### What is being asked:
Repeat exactly the lines that run from the one containing "pub fn fingerprint(&self)" to the end of the data, and leave out all others.

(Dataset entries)
- - -

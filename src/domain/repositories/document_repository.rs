//! Repository trait for driver compliance documents.

use crate::domain::entities::{AccessToken, DocumentPatch, DriverDocument, NewDocument};
use crate::error::AppError;
use async_trait::async_trait;

#[cfg_attr(test, mockall::automock)]
#[async_trait]
pub trait DocumentRepository: Send + Sync {
    /// Lists every document stored for a driver.
    async fn list_for_driver(
        &self,
        token: &AccessToken,
        driver_id: i64,
    ) -> Result<Vec<DriverDocument>, AppError>;

    async fn create(
        &self,
        token: &AccessToken,
        driver_id: i64,
        document: NewDocument,
    ) -> Result<DriverDocument, AppError>;

    async fn update(
        &self,
        token: &AccessToken,
        document_id: i64,
        patch: DocumentPatch,
    ) -> Result<DriverDocument, AppError>;

    /// Deletes a document. Returns `false` if it did not exist.
    async fn delete(&self, token: &AccessToken, document_id: i64) -> Result<bool, AppError>;
}
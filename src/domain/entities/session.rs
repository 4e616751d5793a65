//! Credentials and the bearer token issued by the backend.

use std::fmt;

use serde::{Deserialize, Serialize};
use sha2::{Digest, Sha256};
use validator::Validate;

/// Opaque bearer token issued by the backend on login.
///
/// `Debug` output is redacted so the token never reaches the logs.
#[derive(Clone, PartialEq, Eq, Serialize, Deserialize)]
#[serde(transparent)]
pub struct AccessToken(String);

impl AccessToken {
    pub fn new(token: impl Into<String>) -> Self {
        Self(token.into())
    }

    pub fn as_str(&self) -> &str {
        &self.0
    }

    /// Short SHA-256 prefix identifying the token in cache keys.
    pub fn fingerprint(&self) -> String {
        let digest = Sha256::digest(self.0.as_bytes());
        hex::encode(&digest[..8])
    }
}

impl fmt::Debug for AccessToken {
    fn fmt(&self, f: &mut fmt::Formatter<'_>) -> fmt::Result {
        write!(f, "AccessToken({}…)", self.fingerprint())
    }
}

/// Login form submitted by an administrator.
#[derive(Clone, Serialize, Deserialize, Validate)]
pub struct Credentials {
    #[validate(email(message = "Enter a valid email address"))]
    pub email: String,

    #[validate(length(min = 1, message = "Password is required"))]
    pub password: String,
}

impl fmt::Debug for Credentials {
    fn fmt(&self, f: &mut fmt::Formatter<'_>) -> fmt::Result {
        f.debug_struct("Credentials")
            .field("email", &self.email)
            .field("password", &"***")
            .finish()
    }
}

- - -

### Result:
    pub fn fingerprint(&self) -> String {
        let digest = Sha256::digest(self.0.as_bytes());
        hex::encode(&digest[..8])
    }
}

impl fmt::Debug for AccessToken {
    fn fmt(&self, f: &mut fmt::Formatter<'_>) -> fmt::Result {
        write!(f, "AccessToken({}…)", self.fingerprint())
    }
}

/// Login form submitted by an administrator.
#[derive(Clone, Serialize, Deserialize, Validate)]
pub struct Credentials {
    #[validate(email(message = "Enter a valid email address"))]
    pub email: String,

    #[validate(length(min = 1, message = "Password is required"))]
    pub password: String,
}

impl fmt::Debug for Credentials {
    fn fmt(&self, f: &mut fmt::Formatter<'_>) -> fmt::Result {
        f.debug_struct("Credentials")
            .field("email", &self.email)
            .field("password", &"***")
            .finish()
    }
}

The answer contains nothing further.